Rio grinned. “Big enough. Besides, we’ll be taking position in a perimeter around the house. No one will get within a mile unless we want them to.”

Armed with painkillers, the trip over less-than-ideal roads wasn’t as bad as it could have been. Still, by the time they turned onto the winding road that led to Rio’s safe house, Garrett felt like he’d been beat all over again.

There was a large security gate that couldn’t be seen from the road. Security cameras were mounted at each post on the left and right and Garrett raised his brow as Rio opened the gate by remote.

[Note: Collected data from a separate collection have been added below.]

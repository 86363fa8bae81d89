use super::*;
use crate::foundation::error::HeartfieldError;

#[derive(Default)]
struct Recorder {
    volumes: Vec<f32>,
    plays: usize,
    reject: bool,
}

impl AudioOutput for Recorder {
    fn set_volume(&mut self, volume: f32) {
        self.volumes.push(volume);
    }

    fn play(&mut self) -> HeartfieldResult<()> {
        self.plays += 1;
        if self.reject {
            return Err(HeartfieldError::validation("autoplay blocked"));
        }
        Ok(())
    }
}

#[test]
fn first_gesture_sets_volume_and_plays() {
    let mut cue = AudioCue::default();
    let mut out = Recorder::default();
    assert_eq!(cue.on_event(InputEvent::PointerDown, &mut out), CueOutcome::Played);
    assert_eq!(out.volumes, vec![0.4]);
    assert_eq!(out.plays, 1);
    assert!(!cue.is_armed());
}

#[test]
fn later_gestures_of_either_kind_are_ignored() {
    let mut cue = AudioCue::default();
    let mut out = Recorder::default();
    cue.on_event(InputEvent::TouchStart, &mut out);
    assert_eq!(cue.on_event(InputEvent::PointerDown, &mut out), CueOutcome::Ignored);
    assert_eq!(cue.on_event(InputEvent::TouchStart, &mut out), CueOutcome::Ignored);
    assert_eq!(out.plays, 1);
}

#[test]
fn rejected_play_is_swallowed_and_not_retried() {
    let mut cue = AudioCue::new(0.7);
    let mut out = Recorder {
        reject: true,
        ..Recorder::default()
    };
    assert_eq!(cue.on_event(InputEvent::PointerDown, &mut out), CueOutcome::Rejected);
    assert_eq!(cue.on_event(InputEvent::PointerDown, &mut out), CueOutcome::Ignored);
    assert_eq!(out.plays, 1);
    assert_eq!(out.volumes, vec![0.7]);
}
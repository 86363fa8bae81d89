//! The running show: particle state, sequencer, rotation, renderer and audio cue on one clock.

use crate::animation::tween::YoyoTween;
use crate::audio::cue::{AudioCue, CueOutcome, InputEvent};
use crate::audio::track::Soundtrack;
use crate::config::{GestureDef, ShowConfig};
use crate::driver::context::AnimationContext;
use crate::driver::phase::{REPEAT_DELAY_SECS, default_sequence};
use crate::driver::sequencer::Sequencer;
use crate::encode::sink::{FrameSink, SinkConfig};
use crate::foundation::core::{Fps, FrameIndex, FrameRange, Viewport};
use crate::foundation::error::{HeartfieldError, HeartfieldResult};
use crate::particles::ParticleField;
use crate::render::backend::FrameRGBA;
use crate::render::cpu::PointRenderer;
use crate::sampling::glyph::{GlyphRasterizer, SvgGlyphRasterizer};
use crate::targets::{TargetSetBuilder, TargetSets, TargetStore};
use rand::SeedableRng;
use rand::rngs::StdRng;
use std::path::PathBuf;
use std::sync::Arc;

/// Range render statistics.
#[derive(Clone, Copy, Debug, Default, PartialEq, Eq)]
pub struct RenderStats {
    /// Frames pushed to the sink.
    pub frames_total: u64,
    /// Position buffer uploads the renderer performed.
    pub buffer_uploads: u64,
    /// Whether a soundtrack was handed to the sink.
    pub with_audio: bool,
}

/// Offline show driver.
///
/// The show starts at frame 0 with the first phase already entered. [`Show::step`] advances one
/// frame; rendering never mutates particles. Time only moves forward.
pub struct Show {
    config: ShowConfig,
    fps: Fps,
    frame: FrameIndex,
    ctx: AnimationContext,
    sequencer: Option<Sequencer>,
    sequence_origin_secs: f64,
    rotation: YoyoTween,
    renderer: PointRenderer,
    rasterizer: Box<dyn GlyphRasterizer>,
    cue: AudioCue,
    soundtrack: Soundtrack,
    gestures: Vec<GestureDef>,
    next_gesture: usize,
}

impl Show {
    /// Build a show that rasterizes text with system fonts.
    pub fn new(config: ShowConfig) -> HeartfieldResult<Self> {
        let rasterizer = SvgGlyphRasterizer::new(config.font_family.clone(), &config.font_dirs);
        Self::with_rasterizer(config, Box::new(rasterizer))
    }

    /// Build a show with a caller-supplied glyph rasterizer.
    pub fn with_rasterizer(
        config: ShowConfig,
        mut rasterizer: Box<dyn GlyphRasterizer>,
    ) -> HeartfieldResult<Self> {
        config.validate()?;
        let fps = Fps::new(config.fps.num, config.fps.den)?;
        let viewport = config.viewport;
        let mut rng = StdRng::seed_from_u64(config.seed);

        let field = ParticleField::new_scattered(config.particle_count, viewport, &mut rng);
        let sets = TargetSetBuilder::new(rasterizer.as_mut(), config.text_targets()).build(
            viewport,
            config.particle_count,
            &mut rng,
        )?;
        let ctx = AnimationContext::new(field, TargetStore::new(sets), viewport, rng);

        let mut gestures = config.gestures.clone();
        gestures.sort_by(|a, b| a.at_secs.total_cmp(&b.at_secs));

        let mut show = Self {
            fps,
            frame: FrameIndex(0),
            ctx,
            sequencer: None,
            sequence_origin_secs: 0.0,
            rotation: YoyoTween::scene_yaw(),
            renderer: PointRenderer::new(viewport, config.render_settings()),
            rasterizer,
            cue: AudioCue::new(config.audio.volume),
            soundtrack: Soundtrack::new(config.audio.source.clone()),
            gestures,
            next_gesture: 0,
            config,
        };
        show.start_sequence()?;
        Ok(show)
    }

    pub fn config(&self) -> &ShowConfig {
        &self.config
    }

    pub fn fps(&self) -> Fps {
        self.fps
    }

    /// Frame the particle state corresponds to.
    pub fn frame(&self) -> FrameIndex {
        self.frame
    }

    pub fn time_secs(&self) -> f64 {
        self.fps.frames_to_secs(self.frame.0)
    }

    pub fn viewport(&self) -> Viewport {
        self.ctx.viewport
    }

    pub fn field(&self) -> &ParticleField {
        &self.ctx.field
    }

    pub fn sequencer(&self) -> Option<&Sequencer> {
        self.sequencer.as_ref()
    }

    /// Current target sets.
    pub fn targets(&self) -> Arc<TargetSets> {
        self.ctx.targets.snapshot()
    }

    /// Cloud yaw at the current frame, in radians.
    pub fn rotation_y(&self) -> f64 {
        self.rotation.sample(self.time_secs())
    }

    pub fn cue(&self) -> &AudioCue {
        &self.cue
    }

    pub fn soundtrack(&self) -> &Soundtrack {
        &self.soundtrack
    }

    /// Swap the audio output, e.g. for PCM that is already decoded.
    pub fn set_soundtrack(&mut self, soundtrack: Soundtrack) {
        self.soundtrack = soundtrack;
    }

    pub fn renderer(&self) -> &PointRenderer {
        &self.renderer
    }

    /// Replace the running sequence with a fresh one starting now.
    ///
    /// The old sequencer is killed and dropped before the new one enters its first phase.
    pub fn start_sequence(&mut self) -> HeartfieldResult<()> {
        if let Some(mut old) = self.sequencer.take() {
            old.kill();
            tracing::debug!(cycle = old.cycle(), "previous sequence killed");
        }
        let mut seq = Sequencer::new(default_sequence(), REPEAT_DELAY_SECS)?;
        self.sequence_origin_secs = self.time_secs();
        seq.advance_to(&mut self.ctx, 0.0);
        self.sequencer = Some(seq);
        Ok(())
    }

    /// Advance one frame: scripted gestures, then the sequencer.
    pub fn step(&mut self) {
        self.frame = FrameIndex(self.frame.0 + 1);
        let now = self.time_secs();
        self.dispatch_gestures_until(now);
        if let Some(seq) = self.sequencer.as_mut() {
            seq.advance_to(&mut self.ctx, now - self.sequence_origin_secs);
        }
    }

    /// Step until the state corresponds to `target`.
    pub fn advance_to(&mut self, target: FrameIndex) -> HeartfieldResult<()> {
        if target < self.frame {
            return Err(HeartfieldError::validation(format!(
                "show is at frame {} and cannot rewind to {}",
                self.frame.0, target.0
            )));
        }
        while self.frame < target {
            self.step();
        }
        Ok(())
    }

    /// Rasterize the current state.
    pub fn render_frame(&mut self) -> HeartfieldResult<FrameRGBA> {
        let rotation = self.rotation_y();
        self.renderer.render(self.ctx.field.buffer_mut(), rotation)
    }

    /// Deliver a pointer gesture at the current time.
    pub fn pointer_down(&mut self) -> CueOutcome {
        self.gesture(InputEvent::PointerDown, self.time_secs())
    }

    /// Deliver a touch gesture at the current time.
    pub fn touch_start(&mut self) -> CueOutcome {
        self.gesture(InputEvent::TouchStart, self.time_secs())
    }

    fn gesture(&mut self, event: InputEvent, at_secs: f64) -> CueOutcome {
        self.soundtrack.set_clock(at_secs);
        self.cue.on_event(event, &mut self.soundtrack)
    }

    fn dispatch_gestures_until(&mut self, t_secs: f64) {
        while let Some(g) = self.gestures.get(self.next_gesture).copied() {
            if g.at_secs > t_secs {
                break;
            }
            self.next_gesture += 1;
            self.gesture(g.kind, g.at_secs);
        }
    }

    /// New output size. Targets stay as they were; call [`Show::rebuild_targets`] to resample.
    pub fn resize(&mut self, viewport: Viewport) {
        self.ctx.viewport = viewport;
        self.config.viewport = viewport;
        self.renderer.resize(viewport);
    }

    /// Resample all three target sets for the current viewport and swap them in at once.
    ///
    /// A phase already running keeps the sets it captured.
    pub fn rebuild_targets(&mut self) -> HeartfieldResult<u64> {
        let sets = TargetSetBuilder::new(self.rasterizer.as_mut(), self.config.text_targets())
            .build(
                self.ctx.viewport,
                self.config.particle_count,
                &mut self.ctx.rng,
            )?;
        Ok(self.ctx.targets.replace(sets))
    }

    /// Render `range` into `sink`, stepping the show forward as needed.
    ///
    /// Scripted gestures up to the last frame of the range are dispatched before the first frame
    /// is rendered, so the sink learns about the soundtrack in `begin`. While the range renders,
    /// [`Show::cue`] and [`Show::soundtrack`] may already report a gesture whose time has not
    /// been reached on the show clock. The audio itself still starts at the gesture time.
    ///
    /// The soundtrack is written to a temporary `f32le` file that is removed when the render
    /// returns.
    #[tracing::instrument(skip(self, sink), fields(start = range.start.0, end = range.end.0))]
    pub fn render_range(
        &mut self,
        range: FrameRange,
        sink: &mut dyn FrameSink,
    ) -> HeartfieldResult<RenderStats> {
        if range.is_empty() {
            return Err(HeartfieldError::validation("render range must be non-empty"));
        }
        self.advance_to(range.start)?;

        let start_secs = self.fps.frames_to_secs(range.start.0);
        let duration_secs = self.fps.frames_to_secs(range.len_frames());
        self.dispatch_gestures_until(self.fps.frames_to_secs(range.end.0 - 1));

        let mut audio_tmp = TempFileGuard(None);
        let audio = if self.soundtrack.started_at().is_some() {
            let path = temp_audio_path();
            let cfg = self
                .soundtrack
                .write_range(start_secs, duration_secs, &path)?;
            audio_tmp.0 = Some(path);
            cfg
        } else {
            None
        };

        let uploads_before = self.renderer.upload_count();
        let with_audio = audio.is_some();
        sink.begin(SinkConfig {
            width: self.ctx.viewport.width,
            height: self.ctx.viewport.height,
            fps: self.fps,
            audio,
        })?;

        for i in range.start.0..range.end.0 {
            self.advance_to(FrameIndex(i))?;
            let frame = self.render_frame()?;
            sink.push_frame(FrameIndex(i), &frame)?;
        }
        sink.end()?;

        Ok(RenderStats {
            frames_total: range.len_frames(),
            buffer_uploads: self.renderer.upload_count() - uploads_before,
            with_audio,
        })
    }
}

fn temp_audio_path() -> PathBuf {
    std::env::temp_dir().join(format!(
        "heartfield_soundtrack_{}_{}.f32le",
        std::process::id(),
        std::time::SystemTime::now()
            .duration_since(std::time::UNIX_EPOCH)
            .map(|d| d.as_nanos())
            .unwrap_or(0)
    ))
}

struct TempFileGuard(Option<PathBuf>);

impl Drop for TempFileGuard {
    fn drop(&mut self) {
        if let Some(path) = self.0.take() {
            let _ = std::fs::remove_file(path);
        }
    }
}
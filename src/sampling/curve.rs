use crate::foundation::core::Point;
use rand::Rng;
use std::f64::consts::TAU;

/// A closed curve parameterized over `t in [0, 2π)`.
pub trait ClosedCurve {
    /// Evaluate the curve at parameter `t`.
    fn eval(&self, t: f64) -> Point;
}

/// The classic heart curve, roughly 32 units wide and 29 tall, centered near the origin.
#[derive(Clone, Copy, Debug, Default)]
pub struct Heart;

impl ClosedCurve for Heart {
    fn eval(&self, t: f64) -> Point {
        let s = t.sin();
        let x = 16.0 * s * s * s;
        let y = 13.0 * t.cos() - 5.0 * (2.0 * t).cos() - 2.0 * (3.0 * t).cos() - (4.0 * t).cos();
        Point::new(x, y)
    }
}

/// Draw exactly `count` points on `curve`, each from an independent uniform parameter.
///
/// Density follows the parameterization, not arc length, so points bunch where the curve moves
/// slowly in `t`.
pub fn sample_curve<C, R>(curve: &C, count: usize, rng: &mut R) -> Vec<Point>
where
    C: ClosedCurve + ?Sized,
    R: Rng + ?Sized,
{
    (0..count)
        .map(|_| curve.eval(rng.random_range(0.0..TAU)))
        .collect()
}

#[cfg(test)]
#[path = "../../tests/unit/sampling/curve.rs"]
mod tests;
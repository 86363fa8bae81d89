use crate::foundation::error::{HeartfieldError, HeartfieldResult};
use std::ops::{Add, AddAssign, Mul, Sub};

pub use kurbo::Point;

/// Absolute 0-based frame index on the show clock.
#[derive(
    Clone, Copy, Debug, PartialEq, Eq, PartialOrd, Ord, Hash, serde::Serialize, serde::Deserialize,
)]
pub struct FrameIndex(pub u64);

/// Half-open frame range `[start, end)`.
#[derive(Clone, Copy, Debug, PartialEq, Eq, serde::Serialize, serde::Deserialize)]
pub struct FrameRange {
    /// Inclusive range start.
    pub start: FrameIndex,
    /// Exclusive range end.
    pub end: FrameIndex,
}

impl FrameRange {
    /// Create a validated range with `start <= end`.
    pub fn new(start: FrameIndex, end: FrameIndex) -> HeartfieldResult<Self> {
        if start.0 > end.0 {
            return Err(HeartfieldError::validation(
                "FrameRange start must be <= end",
            ));
        }
        Ok(Self { start, end })
    }

    /// Number of frames contained in the range.
    pub fn len_frames(self) -> u64 {
        self.end.0.saturating_sub(self.start.0)
    }

    /// Return `true` when the range has no frames.
    pub fn is_empty(self) -> bool {
        self.start.0 == self.end.0
    }
}

/// Frames-per-second represented as a rational `num/den`.
#[derive(Clone, Copy, Debug, PartialEq, Eq, serde::Serialize, serde::Deserialize)]
pub struct Fps {
    /// Numerator (frames).
    pub num: u32,
    /// Denominator (seconds), must be non-zero.
    pub den: u32,
}

impl Fps {
    /// Create a validated FPS value.
    pub fn new(num: u32, den: u32) -> HeartfieldResult<Self> {
        if den == 0 {
            return Err(HeartfieldError::validation("Fps den must be > 0"));
        }
        if num == 0 {
            return Err(HeartfieldError::validation("Fps num must be > 0"));
        }
        Ok(Self { num, den })
    }

    /// Convert to floating-point FPS.
    pub fn as_f64(self) -> f64 {
        f64::from(self.num) / f64::from(self.den)
    }

    /// Duration of one frame in seconds.
    pub fn frame_duration_secs(self) -> f64 {
        f64::from(self.den) / f64::from(self.num)
    }

    /// Convert frame count to seconds.
    pub fn frames_to_secs(self, frames: u64) -> f64 {
        (frames as f64) * self.frame_duration_secs()
    }

    /// Convert seconds to frame count using floor semantics.
    pub fn secs_to_frames_floor(self, secs: f64) -> u64 {
        (secs * self.as_f64()).floor().max(0.0) as u64
    }
}

impl Default for Fps {
    fn default() -> Self {
        Self { num: 60, den: 1 }
    }
}

/// Visible drawing area in pixels. The world origin sits at its center.
#[derive(Clone, Copy, Debug, PartialEq, Eq, serde::Serialize, serde::Deserialize)]
pub struct Viewport {
    /// Width in pixels.
    pub width: u32,
    /// Height in pixels.
    pub height: u32,
}

impl Viewport {
    /// Construct a viewport.
    pub fn new(width: u32, height: u32) -> Self {
        Self { width, height }
    }

    /// Width as `f64`.
    pub fn w(self) -> f64 {
        f64::from(self.width)
    }

    /// Height as `f64`.
    pub fn h(self) -> f64 {
        f64::from(self.height)
    }

    /// Width over height, or 1.0 for a degenerate viewport.
    pub fn aspect(self) -> f64 {
        if self.height == 0 {
            return 1.0;
        }
        self.w() / self.h()
    }
}

impl Default for Viewport {
    fn default() -> Self {
        Self {
            width: 1280,
            height: 720,
        }
    }
}

/// 3-D position in world units (one unit is one pixel at the camera's focal plane).
#[derive(Clone, Copy, Debug, Default, PartialEq, serde::Serialize, serde::Deserialize)]
pub struct Vec3 {
    /// Horizontal, +x right.
    pub x: f64,
    /// Vertical, +y up.
    pub y: f64,
    /// Depth, +z toward the camera.
    pub z: f64,
}

impl Vec3 {
    /// The origin.
    pub const ZERO: Self = Self::new(0.0, 0.0, 0.0);

    /// Construct from components.
    pub const fn new(x: f64, y: f64, z: f64) -> Self {
        Self { x, y, z }
    }

    /// Lift a 2-D point into the `z` plane.
    pub fn from_point(p: Point, z: f64) -> Self {
        Self::new(p.x, p.y, z)
    }

    /// Euclidean length.
    pub fn length(self) -> f64 {
        (self.x * self.x + self.y * self.y + self.z * self.z).sqrt()
    }

    /// Distance to `other`.
    pub fn distance(self, other: Self) -> f64 {
        (other - self).length()
    }

    /// Rotate about the +y axis by `angle_rad` (right-handed, as a scene yaw).
    pub fn rotate_y(self, angle_rad: f64) -> Self {
        let (s, c) = angle_rad.sin_cos();
        Self::new(self.x * c + self.z * s, self.y, -self.x * s + self.z * c)
    }
}

impl Add for Vec3 {
    type Output = Self;

    fn add(self, rhs: Self) -> Self {
        Self::new(self.x + rhs.x, self.y + rhs.y, self.z + rhs.z)
    }
}

impl AddAssign for Vec3 {
    fn add_assign(&mut self, rhs: Self) {
        self.x += rhs.x;
        self.y += rhs.y;
        self.z += rhs.z;
    }
}

impl Sub for Vec3 {
    type Output = Self;

    fn sub(self, rhs: Self) -> Self {
        Self::new(self.x - rhs.x, self.y - rhs.y, self.z - rhs.z)
    }
}

impl Mul<f64> for Vec3 {
    type Output = Self;

    fn mul(self, rhs: f64) -> Self {
        Self::new(self.x * rhs, self.y * rhs, self.z * rhs)
    }
}

#[cfg(test)]
#[path = "../../tests/unit/foundation/core.rs"]
mod tests;
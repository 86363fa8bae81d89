//! Background music: armed by the first gesture, muxed into the MP4 when it fires.

pub mod cue;
pub mod track;

pub use cue::{AudioCue, AudioOutput, CueOutcome, InputEvent};
pub use track::{SOUNDTRACK_CHANNELS, SOUNDTRACK_SAMPLE_RATE, Soundtrack};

“Exactly how much are we paying you, man?” Garrett joked.

Rio snorted. “Not nearly enough.”

The drive was a half mile long and looped around the incline to where the house rested atop a hill, completely surrounded and sheltered by dense trees.

Garrett whistled when he caught sight of the place. He’d been expecting a shack or maybe a stone building that more resembled a cave. Rio and his men had reputations for being staunch, cave-dwelling loners who kept to themselves when they weren’t on assignment.